Highlights from the last week of China business news: Cathay’s attempt to block SIA’s deal with China Eastern gets blocked by the big boys in Beijing; Foreign investment banks are finally allowed to buy stakes in local securities firms.
Beijing shows its hand in the China Eastern aviation deal
Singaporeans can breathe easy this week. A deal by Singapore Airlines, a corporate crown jewel of the island-state, survived a last-ditch attack by Hong Kong rival Cathay Pacific. SIA was on course to buy a 15.7% stake in Shanghai’s China Eastern Airlines, along with a 8.3% simultaneous investment by Singapore state investment fund Temasek, SIA’s majority shareholder. The deal would have been worth US$923 million. All was going to plan until Cathay’s stocks were suspended from trading last Friday, with the only explanation being that it would be making an announcement soon. Sure enough, stories surfaced that Cathay was mounting a bid with affiliate Air China to block the Singaporeans’ deal at the last minute. Aviation watchers waited for three tense days for Cathay to announce its bid – but it never came. On Monday, Cathay said it would not be bidding for China Eastern, without elaboration. An explanation emerged: the State Council had flexed its muscle, denying approval of Cathay’s bid. SIA must cross a final hurdle – shareholder approval – before its bid becomes reality, but pundits say the coast is clear for now. China Eastern’s stock price, meanwhile, took a beating, dropping nearly 15% to HK$7.42 yesterday.
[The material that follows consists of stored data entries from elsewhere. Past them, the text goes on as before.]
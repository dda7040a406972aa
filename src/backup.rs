//! Backup Codec
//!
//! Serializes the whole configuration to a single opaque string (base64
//! over canonical JSON) safe for copy/paste or third-party sync channels,
//! and restores it again. Import replaces the context list and the
//! always-active set; unit ids that are referenced but no longer installed
//! are reported, not fatal.

use crate::config::{ConfigStore, NewUnitPolicy, FORMAT_VERSION};
use crate::directory::{Context, ContextDirectory};
use crate::error::{ImportError, StorageError};
use crate::inventory::UnitInventory;
use crate::types::UnitId;
use base64::engine::general_purpose::STANDARD as BASE64;
use base64::Engine as _;
use serde::{Deserialize, Serialize};
use std::collections::BTreeMap;
use std::sync::Arc;
use tokio::sync::Mutex;
use tracing::{info, warn};

/// Top-level fields every backup document must carry.
const REQUIRED_FIELDS: &[&str] = &[
    "version",
    "contexts",
    "alwaysActive",
    "nameDictionary",
    "options",
];

#[derive(Debug, Serialize, Deserialize)]
#[serde(rename_all = "camelCase")]
struct BackupDocument {
    /// Present for forward compatibility; the value is not validated.
    version: u32,
    contexts: Vec<Context>,
    always_active: Vec<UnitId>,
    /// Best-known display name per referenced id; empty when unknown.
    name_dictionary: BTreeMap<UnitId, String>,
    options: BackupOptions,
}

#[derive(Debug, Serialize, Deserialize)]
#[serde(rename_all = "camelCase")]
struct BackupOptions {
    apps_supported: bool,
    new_unit_policy: NewUnitPolicy,
    show_activate_all_control: bool,
}

/// Successful import summary
#[derive(Debug, Clone, Default, PartialEq, Eq)]
pub struct ImportReport {
    /// Ids referenced by the imported configuration that are not present
    /// in the current unit inventory.
    pub missing_unit_ids: Vec<UnitId>,
}

pub struct BackupCodec {
    config: Arc<ConfigStore>,
    directory: Arc<Mutex<ContextDirectory>>,
    inventory: Arc<Mutex<UnitInventory>>,
}

impl BackupCodec {
    pub fn new(
        config: Arc<ConfigStore>,
        directory: Arc<Mutex<ContextDirectory>>,
        inventory: Arc<Mutex<UnitInventory>>,
    ) -> Self {
        Self {
            config,
            directory,
            inventory,
        }
    }

    /// Export the whole configuration as one opaque string.
    pub async fn export(&self) -> Result<String, StorageError> {
        let directory = self.directory.lock().await;
        let inventory = self.inventory.lock().await;
        let options = self.config.options();

        let contexts = directory.contexts().to_vec();
        let always_active = inventory.always_active_ids().to_vec();

        let mut name_dictionary = BTreeMap::new();
        for id in contexts
            .iter()
            .flat_map(|context| context.members.iter())
            .chain(always_active.iter())
        {
            let name = inventory
                .by_id(id)
                .map(|unit| unit.name.clone())
                .unwrap_or_default();
            name_dictionary.insert(id.clone(), name);
        }

        let document = BackupDocument {
            version: FORMAT_VERSION,
            contexts,
            always_active,
            name_dictionary,
            options: BackupOptions {
                apps_supported: options.apps_supported,
                new_unit_policy: options.new_unit_policy,
                show_activate_all_control: options.show_activate_all_control,
            },
        };

        let raw = serde_json::to_string(&document)?;
        Ok(BASE64.encode(raw))
    }

    /// Restore a previously exported configuration.
    ///
    /// Any decode or parse failure returns an error before a single
    /// mutation; on success the context list and always-active set are
    /// replaced and persisted.
    pub async fn import(&self, blob: &str) -> Result<ImportReport, ImportError> {
        let document = Self::parse(blob)?;

        let mut directory = self.directory.lock().await;
        let mut inventory = self.inventory.lock().await;

        directory.set_all(document.contexts);
        if let Err(e) = directory.save().await {
            warn!(error = %e, "Failed to persist imported context list");
        }
        inventory.set_always_active(document.always_active);
        if let Err(e) = inventory.save().await {
            warn!(error = %e, "Failed to persist imported always-active list");
        }

        let missing_unit_ids: Vec<UnitId> = {
            let mut seen = BTreeMap::new();
            for id in directory
                .contexts()
                .iter()
                .flat_map(|context| context.members.iter())
                .chain(inventory.always_active_ids().iter())
            {
                if inventory.by_id(id).is_none() {
                    seen.entry(id.clone()).or_insert(());
                }
            }
            seen.into_keys().collect()
        };

        info!(
            contexts = directory.contexts().len(),
            missing = missing_unit_ids.len(),
            "Imported configuration backup"
        );
        Ok(ImportReport { missing_unit_ids })
    }

    fn parse(blob: &str) -> Result<BackupDocument, ImportError> {
        let bytes = BASE64.decode(blob.trim())?;
        let text = String::from_utf8(bytes)
            .map_err(|e| ImportError::Parse(format!("not UTF-8: {}", e)))?;
        let value: serde_json::Value =
            serde_json::from_str(&text).map_err(|e| ImportError::Parse(e.to_string()))?;

        let object = value
            .as_object()
            .ok_or_else(|| ImportError::Parse("top level is not an object".to_string()))?;
        for field in REQUIRED_FIELDS {
            if !object.contains_key(*field) {
                return Err(ImportError::MissingField(field));
            }
        }

        serde_json::from_value(value).map_err(|e| ImportError::Parse(e.to_string()))
    }
}
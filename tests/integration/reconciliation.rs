//! End-to-end reconciliation behavior: phase ordering, sequencing,
//! throttling, and the single-flight guard.

use super::test_utils::{drain_events, harness, unit, zero_delay, Harness, RecordingRegistry};
use ensemble::directory::ContextStatus;
use ensemble::error::EngineError;
use ensemble::events::{CoreEvent, FeedbackKind};
use std::collections::HashSet;
use std::sync::Arc;
use std::time::{Duration, Instant};

async fn work_context(h: &Harness, members: &[&str]) {
    let directory = h.ensemble.directory();
    let mut directory = directory.lock().await;
    directory.create("Work", "work.png", false).unwrap();
    for member in members {
        directory.add_member("Work", member);
    }
    directory.save().await.unwrap();
}

async fn always_active(h: &Harness, ids: &[&str]) {
    let inventory = h.ensemble.inventory();
    let mut inventory = inventory.lock().await;
    for id in ids {
        inventory.add_always_active(id);
    }
    inventory.save().await.unwrap();
}

#[tokio::test]
async fn switch_applies_disable_phase_first() {
    let h = harness(RecordingRegistry::new(vec![
        unit("w", "writer", true),
        unit("x", "xray", false),
        unit("y", "yank", false),
        unit("z", "zoo", false),
    ]))
    .await;
    zero_delay(&h).await;
    work_context(&h, &["x", "y"]).await;
    always_active(&h, &["z"]).await;

    let report = h.ensemble.switch_context("Work").await.unwrap();
    assert_eq!(report.disabled, 1);
    assert_eq!(report.enabled, 3);

    let calls = h.registry.calls();
    assert_eq!(calls.len(), 4);
    // The only disable call comes before every enable call.
    assert_eq!(calls[0], ("w".to_string(), false));
    let enabled: HashSet<String> = calls[1..]
        .iter()
        .map(|(id, enable)| {
            assert!(*enable);
            id.clone()
        })
        .collect();
    let expected: HashSet<String> = ["x", "y", "z"].iter().map(|s| s.to_string()).collect();
    assert_eq!(enabled, expected);

    assert_eq!(h.registry.enabled_ids().len(), 3);
}

#[tokio::test]
async fn toggles_never_overlap() {
    let h = harness(
        RecordingRegistry::new(vec![
            unit("a", "able", true),
            unit("b", "baker", true),
            unit("c", "charlie", false),
            unit("d", "dog", false),
        ])
        .with_toggle_duration(Duration::from_millis(5)),
    )
    .await;
    zero_delay(&h).await;
    work_context(&h, &["c", "d"]).await;

    h.ensemble.switch_context("Work").await.unwrap();
    assert_eq!(h.registry.calls().len(), 4);
    assert!(!h.registry.overlapped());
}

#[tokio::test]
async fn delay_separates_consecutive_toggles() {
    let h = harness(RecordingRegistry::new(vec![
        unit("a", "able", false),
        unit("b", "baker", false),
        unit("c", "charlie", false),
    ]))
    .await;
    let config = h.ensemble.config();
    let mut options = config.options();
    options.toggle_delay_ms = 20;
    config.set_options(options);
    config.save().await.unwrap();

    let started = Instant::now();
    let report = h.ensemble.enable_all().await.unwrap();
    assert_eq!(report.enabled, 3);
    // Two gaps between three sequential calls.
    assert!(started.elapsed() >= Duration::from_millis(40));
}

#[tokio::test]
async fn second_request_while_busy_is_rejected() {
    let h = harness(
        RecordingRegistry::new(vec![unit("a", "able", true), unit("b", "baker", true)])
            .with_toggle_duration(Duration::from_millis(40)),
    )
    .await;
    zero_delay(&h).await;

    let ensemble = Arc::new(h.ensemble);
    let first = tokio::spawn({
        let ensemble = ensemble.clone();
        async move { ensemble.disable_all().await }
    });
    tokio::time::sleep(Duration::from_millis(10)).await;

    assert!(matches!(
        ensemble.disable_all().await,
        Err(EngineError::Busy)
    ));

    let report = first.await.unwrap().unwrap();
    assert_eq!(report.disabled, 2);
    assert!(!h.registry.overlapped());

    // Guard released: a fresh request goes through (and finds nothing
    // left to disable).
    let after = ensemble.disable_all().await.unwrap();
    assert_eq!(after.disabled, 0);
}

#[tokio::test]
async fn unknown_context_succeeds_trivially() {
    let h = harness(RecordingRegistry::new(vec![unit("a", "able", true)])).await;
    zero_delay(&h).await;

    let report = h.ensemble.switch_context("Nowhere").await.unwrap();
    assert_eq!(report.disabled, 0);
    assert_eq!(report.enabled, 0);
    assert!(h.registry.calls().is_empty());
}

#[tokio::test]
async fn deactivate_spares_always_active_members() {
    let h = harness(RecordingRegistry::new(vec![
        unit("x", "xray", true),
        unit("y", "yank", true),
        unit("z", "zoo", true),
    ]))
    .await;
    zero_delay(&h).await;
    work_context(&h, &["x", "y", "z"]).await;
    always_active(&h, &["z"]).await;

    h.ensemble.deactivate_context("Work").await.unwrap();

    let calls = h.registry.calls();
    assert_eq!(calls.len(), 2);
    assert!(calls.iter().all(|(_, enable)| !enable));
    assert!(!calls.iter().any(|(id, _)| id == "z"));
    assert_eq!(h.registry.enabled_ids(), vec!["z".to_string()]);
}

#[tokio::test]
async fn reconciliation_emits_feedback() {
    let h = harness(RecordingRegistry::new(vec![unit("a", "able", false)])).await;
    zero_delay(&h).await;
    drain_events(&h);

    h.ensemble.enable_all().await.unwrap();
    assert!(drain_events(&h)
        .contains(&CoreEvent::Feedback(FeedbackKind::Reconciling)));
}

#[tokio::test]
async fn statuses_follow_switch() {
    let h = harness(RecordingRegistry::new(vec![
        unit("x", "xray", false),
        unit("y", "yank", false),
        unit("w", "writer", true),
    ]))
    .await;
    zero_delay(&h).await;
    work_context(&h, &["x", "y"]).await;

    h.ensemble.switch_context("Work").await.unwrap();

    let statuses = h.ensemble.context_statuses().await.unwrap();
    assert_eq!(statuses, vec![("Work".to_string(), ContextStatus::Enabled)]);
}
Investment bankers, rejoice
The suits on Wall Street and in the City must have had a few extra drinks on their (fat) expense accounts after China announced that foreign investment banks would finally be allowed to buy stakes in local securities firms. Foreign I-banks will be able to buy up to a third of a local firm by year’s end. Meanwhile, the usual cooling measures are in place for the A-share markets. The regulator has suspended approvals of new funds to encourage more Chinese to put their money into QDII schemes. Which dovetails nicely with the creation of two new stocks-focused QDII funds from Huaxia and Harvest, following on the heels of China Southern’s fund, which was the first of its kind. Curiously, though, the through-train scheme, which would allow individual mainland investors to buy Hong Kong stocks, has been derailed. The only news about it since its initial unveiling on August 20 is the fact that quotas on investment will now likely be put in place, and that participation would be limited to China’s major cities. But if the authorities are trying to boost outbound investment, why would they put the brakes on the through-train scheme?